(Stored items)

//! Case definitions
//!
//! Each case sends its request(s) through the runner's transport and checks
//! the status code and JSON shape it expects. A case returns `Err` only when
//! the exchange itself failed (transport error, undecodable body); contract
//! violations are a failed [`CaseOutcome`].

use chrono::Duration;
use serde::Deserialize;
use serde_json::Value;
use uuid::Uuid;

use crate::api::types::{
    AttendanceRecord, AttendanceStatus, AttendanceType, ConfirmAttendanceRequest, ErrorBody, JoinAttendanceRequest, LoginRequest, MessageBody, Role, SignupRequest,
    UserProfile,
};
use crate::common::{Error, Result};

use super::runner::RunnerState;

/// Accounts the server seeds on an empty database
const SEEDED_EMAILS: [&str; 3] = ["john@company.com", "sarah@company.com", "hr@company.com"];

/// Credentials that must never authenticate
const INVALID_EMAIL: &str = "invalid@company.com";
const INVALID_PASSWORD: &str = "wrongpassword";

const SIGNUP_NAME: &str = "Test User";
const DUPLICATE_NAME: &str = "Duplicate User";
const SIGNUP_PASSWORD: &str = "testpass123";

/// List snapshots keep this many leading elements
const SNAPSHOT_ITEMS: usize = 2;

/// The smoke-test cases, in execution order
#[derive(Debug, Clone, Copy, PartialEq, Eq)]
pub enum Case {
    HealthCheck,
    GetEmployees,
    GetAttendance,
    LoginValidCredentials,
    LoginInvalidCredentials,
    SignupNewUser,
    SignupDuplicateUser,
    AttendanceJoin(Office),
    AttendanceConfirm,
}

/// Offices the join cases book, each on its own day
#[derive(Debug, Clone, Copy, PartialEq, Eq)]
pub enum Office {
    Chennai,
    Mumbai,
    Bangalore,
}

impl Office {
    pub fn location(self) -> &'static str {
        match self {
            Office::Chennai => "Chennai",
            Office::Mumbai => "Mumbai",
            Office::Bangalore => "Bangalore",
        }
    }

    /// Days after today. Distinct per office so the three joins never
    /// share a (date, location) pair.
    fn day_offset(self) -> i64 {
        match self {
            Office::Chennai => 0,
            Office::Mumbai => 1,
            Office::Bangalore => 2,
        }
    }
}

impl Case {
    pub const ALL: [Case; 11] = [
        Case::HealthCheck,
        Case::GetEmployees,
        Case::GetAttendance,
        Case::LoginValidCredentials,
        Case::LoginInvalidCredentials,
        Case::SignupNewUser,
        Case::SignupDuplicateUser,
        Case::AttendanceJoin(Office::Chennai),
        Case::AttendanceJoin(Office::Mumbai),
        Case::AttendanceJoin(Office::Bangalore),
        Case::AttendanceConfirm,
    ];

    pub fn name(self) -> &'static str {
        match self {
            Case::HealthCheck => "Health Check",
            Case::GetEmployees => "Get Employees",
            Case::GetAttendance => "Get Attendance",
            Case::LoginValidCredentials => "Login Valid Credentials",
            Case::LoginInvalidCredentials => "Login Invalid Credentials",
            Case::SignupNewUser => "Signup New User",
            Case::SignupDuplicateUser => "Signup Duplicate User",
            Case::AttendanceJoin(Office::Chennai) => "Attendance Join Chennai",
            Case::AttendanceJoin(Office::Mumbai) => "Attendance Join Mumbai",
            Case::AttendanceJoin(Office::Bangalore) => "Attendance Join Bangalore",
            Case::AttendanceConfirm => "Attendance Confirm",
        }
    }

    /// HTTP method and endpoint path the case hits
    pub fn endpoint(self) -> (&'static str, &'static str) {
        match self {
            Case::HealthCheck => ("GET", "/"),
            Case::GetEmployees => ("GET", "/employees"),
            Case::GetAttendance => ("GET", "/attendance"),
            Case::LoginValidCredentials | Case::LoginInvalidCredentials => ("POST", "/auth/login"),
            Case::SignupNewUser | Case::SignupDuplicateUser => ("POST", "/auth/signup"),
            Case::AttendanceJoin(_) => ("POST", "/attendance/join"),
            Case::AttendanceConfirm => ("POST", "/attendance/confirm"),
        }
    }

    /// Run the case against the state's transport
    pub async fn execute(self, state: &mut RunnerState) -> Result<CaseOutcome> {
        match self {
            Case::HealthCheck => health_check(state).await,
            Case::GetEmployees => get_employees(state).await,
            Case::GetAttendance => get_attendance(state).await,
            Case::LoginValidCredentials => login_valid(state).await,
            Case::LoginInvalidCredentials => login_invalid(state).await,
            Case::SignupNewUser => signup_new_user(state).await,
            Case::SignupDuplicateUser => signup_duplicate(state).await,
            Case::AttendanceJoin(office) => join_attendance(state, office).await,
            Case::AttendanceConfirm => confirm_attendance(state).await,
        }
    }
}

/// Verdict of a case whose exchange completed
#[derive(Debug, Clone, PartialEq)]
pub struct CaseOutcome {
    pub passed: bool,
    pub message: String,
    pub snapshot: Option<Value>,
}

impl CaseOutcome {
    pub fn pass(message: impl Into<String>, snapshot: Option<Value>) -> Self {
        Self {
            passed: true,
            message: message.into(),
            snapshot,
        }
    }

    pub fn fail(message: impl Into<String>, snapshot: Option<Value>) -> Self {
        Self {
            passed: false,
            message: message.into(),
            snapshot,
        }
    }

    fn unexpected_status(status: u16) -> Self {
        Self::fail(format!("Unexpected status code: {}", status), None)
    }
}

fn has_field(value: &Value, field: &str) -> bool {
    value.get(field).is_some()
}

fn contains_ignore_case(haystack: &str, needle: &str) -> bool {
    haystack.to_lowercase().contains(needle)
}

fn head(value: &Value) -> Value {
    match value.as_array() {
        Some(items) => Value::Array(items.iter().take(SNAPSHOT_ITEMS).cloned().collect()),
        None => value.clone(),
    }
}

fn decode_value<'de, T: Deserialize<'de>>(endpoint: &str, value: &'de Value) -> Result<T> {
    T::deserialize(value).map_err(|e| Error::invalid_body(endpoint, e))
}

/// `field` of a list element, when present as a string
fn str_field<'a>(item: &'a Value, field: &str) -> Option<&'a str> {
    item.get(field).and_then(Value::as_str)
}

async fn health_check(state: &mut RunnerState) -> Result<CaseOutcome> {
    let response = state.transport().get("/").await?;
    if response.status != 200 {
        return Ok(CaseOutcome::unexpected_status(response.status));
    }

    let data = response.json()?;
    if has_field(&data, "message") && has_field(&data, "endpoints") {
        Ok(CaseOutcome::pass(
            format!("API is running. Status: {}", response.status),
            Some(data),
        ))
    } else {
        Ok(CaseOutcome::fail("Response missing required fields", Some(data)))
    }
}

async fn get_employees(state: &mut RunnerState) -> Result<CaseOutcome> {
    let response = state.transport().get("/employees").await?;
    if response.status != 200 {
        return Ok(CaseOutcome::unexpected_status(response.status));
    }

    let data = response.json()?;
    let count = data.as_array().map_or(0, Vec::len);
    if count == 0 {
        return Ok(CaseOutcome::fail(
            "No employees found or invalid response format",
            Some(data),
        ));
    }

    let employees = data.as_array().map_or(&[][..], Vec::as_slice);
    if let Some(id) = str_field(&employees[0], "id") {
        state.capture_user_id(id);
    }

    let seeded = employees
        .iter()
        .filter_map(|e| str_field(e, "email"))
        .any(|email| SEEDED_EMAILS.contains(&email));
    let message = if seeded {
        format!("Retrieved {} employees with sample data", count)
    } else {
        format!("Retrieved {} employees (no sample data)", count)
    };
    Ok(CaseOutcome::pass(message, Some(head(&data))))
}

async fn get_attendance(state: &mut RunnerState) -> Result<CaseOutcome> {
    let response = state.transport().get("/attendance").await?;
    if response.status != 200 {
        return Ok(CaseOutcome::unexpected_status(response.status));
    }

    let data = response.json()?;
    if !data.is_array() {
        return Ok(CaseOutcome::fail("Invalid response format", Some(data)));
    }

    let records = data.as_array().map_or(&[][..], Vec::as_slice);
    if let Some(id) = records.first().and_then(|r| str_field(r, "id")) {
        state.capture_attendance_id(id);
    }

    Ok(CaseOutcome::pass(
        format!("Retrieved {} attendance records", records.len()),
        Some(head(&data)),
    ))
}

async fn login_valid(state: &mut RunnerState) -> Result<CaseOutcome> {
    let accounts = state.accounts().clone();
    let body = serde_json::to_value(LoginRequest {
        email: &accounts.email,
        password: &accounts.password,
    })?;

    let response = state.transport().post("/auth/login", &body).await?;
    if response.status != 200 {
        return Ok(CaseOutcome::fail(
            format!("Login failed with status: {}", response.status),
            None,
        ));
    }

    let data = response.json()?;
    let user: UserProfile = decode_value(&response.endpoint, &data)?;
    if user.email.as_deref() == Some(accounts.email.as_str()) && !has_field(&data, "password") {
        Ok(CaseOutcome::pass("Successfully logged in with sample user", Some(data)))
    } else {
        Ok(CaseOutcome::fail(
            "Invalid response data or password exposed",
            Some(data),
        ))
    }
}

async fn login_invalid(state: &mut RunnerState) -> Result<CaseOutcome> {
    let body = serde_json::to_value(LoginRequest {
        email: INVALID_EMAIL,
        password: INVALID_PASSWORD,
    })?;

    let response = state.transport().post("/auth/login", &body).await?;
    if response.status != 401 {
        return Ok(CaseOutcome::unexpected_status(response.status));
    }

    let data = response.json()?;
    if has_field(&data, "error") {
        Ok(CaseOutcome::pass("Correctly rejected invalid credentials", Some(data)))
    } else {
        Ok(CaseOutcome::fail("Missing error message in response", Some(data)))
    }
}

/// A fresh address on every call so repeated runs never collide
fn unique_email() -> String {
    let id = Uuid::new_v4().simple().to_string();
    format!("testuser_{}@company.com", &id[..8])
}

async fn signup_new_user(state: &mut RunnerState) -> Result<CaseOutcome> {
    let email = unique_email();
    let body = serde_json::to_value(SignupRequest {
        name: SIGNUP_NAME,
        email: &email,
        password: SIGNUP_PASSWORD,
        role: Role::Employee,
    })?;

    let response = state.transport().post("/auth/signup", &body).await?;
    if response.status != 200 {
        return Ok(CaseOutcome::fail(
            format!("Signup failed with status: {}", response.status),
            None,
        ));
    }

    let data = response.json()?;
    let user: UserProfile = decode_value(&response.endpoint, &data)?;
    if user.email.as_deref() == Some(email.as_str())
        && user.name.as_deref() == Some(SIGNUP_NAME)
        && !has_field(&data, "password")
    {
        Ok(CaseOutcome::pass("Successfully created new user", Some(data)))
    } else {
        Ok(CaseOutcome::fail(
            "Invalid response data or password exposed",
            Some(data),
        ))
    }
}

async fn signup_duplicate(state: &mut RunnerState) -> Result<CaseOutcome> {
    let email = state.accounts().email.clone();
    let body = serde_json::to_value(SignupRequest {
        name: DUPLICATE_NAME,
        email: &email,
        password: SIGNUP_PASSWORD,
        role: Role::Employee,
    })?;

    let response = state.transport().post("/auth/signup", &body).await?;
    if response.status != 400 {
        return Ok(CaseOutcome::unexpected_status(response.status));
    }

    let data = response.json()?;
    let error: ErrorBody = decode_value(&response.endpoint, &data)?;
    if contains_ignore_case(&error.error, "already exists") {
        Ok(CaseOutcome::pass("Correctly rejected duplicate email", Some(data)))
    } else {
        Ok(CaseOutcome::fail("Missing or incorrect error message", Some(data)))
    }
}

async fn join_attendance(state: &mut RunnerState, office: Office) -> Result<CaseOutcome> {
    let Some(user_id) = state.sample_user_id().map(str::to_string) else {
        return Ok(CaseOutcome::fail("No sample user ID available", None));
    };

    let location = office.location();
    let date = (state.today() + Duration::days(office.day_offset()))
        .format("%Y-%m-%d")
        .to_string();
    let body = serde_json::to_value(JoinAttendanceRequest {
        user_id: &user_id,
        date: &date,
        location,
        kind: AttendanceType::Planned,
    })?;

    let response = state.transport().post("/attendance/join", &body).await?;
    match response.status {
        200 => {
            let data = response.json()?;
            let record: AttendanceRecord = decode_value(&response.endpoint, &data)?;
            if record.location.as_deref() == Some(location)
                && record.user_id.as_deref() == Some(user_id.as_str())
            {
                Ok(CaseOutcome::pass(
                    format!("Successfully joined {} office", location),
                    Some(data),
                ))
            } else {
                Ok(CaseOutcome::fail("Invalid response data", Some(data)))
            }
        }
        // A (user, date, location) that is already booked is acceptable
        400 => {
            let data = response.json()?;
            let error: ErrorBody = decode_value(&response.endpoint, &data)?;
            if contains_ignore_case(&error.error, "already marked") {
                Ok(CaseOutcome::pass(
                    "Correctly prevented duplicate attendance",
                    Some(data),
                ))
            } else {
                Ok(CaseOutcome::fail(
                    format!("Unexpected error: {}", data),
                    Some(data),
                ))
            }
        }
        status => Ok(CaseOutcome::unexpected_status(status)),
    }
}

async fn confirm_attendance(state: &mut RunnerState) -> Result<CaseOutcome> {
    let Some(attendance_id) = state.sample_attendance_id().map(str::to_string) else {
        return Ok(CaseOutcome::fail("No sample attendance ID available", None));
    };

    let body = serde_json::to_value(ConfirmAttendanceRequest {
        attendance_id: &attendance_id,
        status: AttendanceStatus::Confirmed,
    })?;

    let response = state.transport().post("/attendance/confirm", &body).await?;
    if response.status != 200 {
        return Ok(CaseOutcome::unexpected_status(response.status));
    }

    let data = response.json()?;
    let reply: MessageBody = decode_value(&response.endpoint, &data)?;
    if contains_ignore_case(&reply.message, "updated") {
        Ok(CaseOutcome::pass("Successfully confirmed attendance", Some(data)))
    } else {
        Ok(CaseOutcome::fail("Invalid response message", Some(data)))
    }
}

-- Problem details --
Keep to the lines above, from the first one through the line where "undecodable body); contract" appears, and copy them exactly.

-- Your solution --
//! Case definitions
//!
//! Each case sends its request(s) through the runner's transport and checks
//! the status code and JSON shape it expects. A case returns `Err` only when
//! the exchange itself failed (transport error, undecodable body); contract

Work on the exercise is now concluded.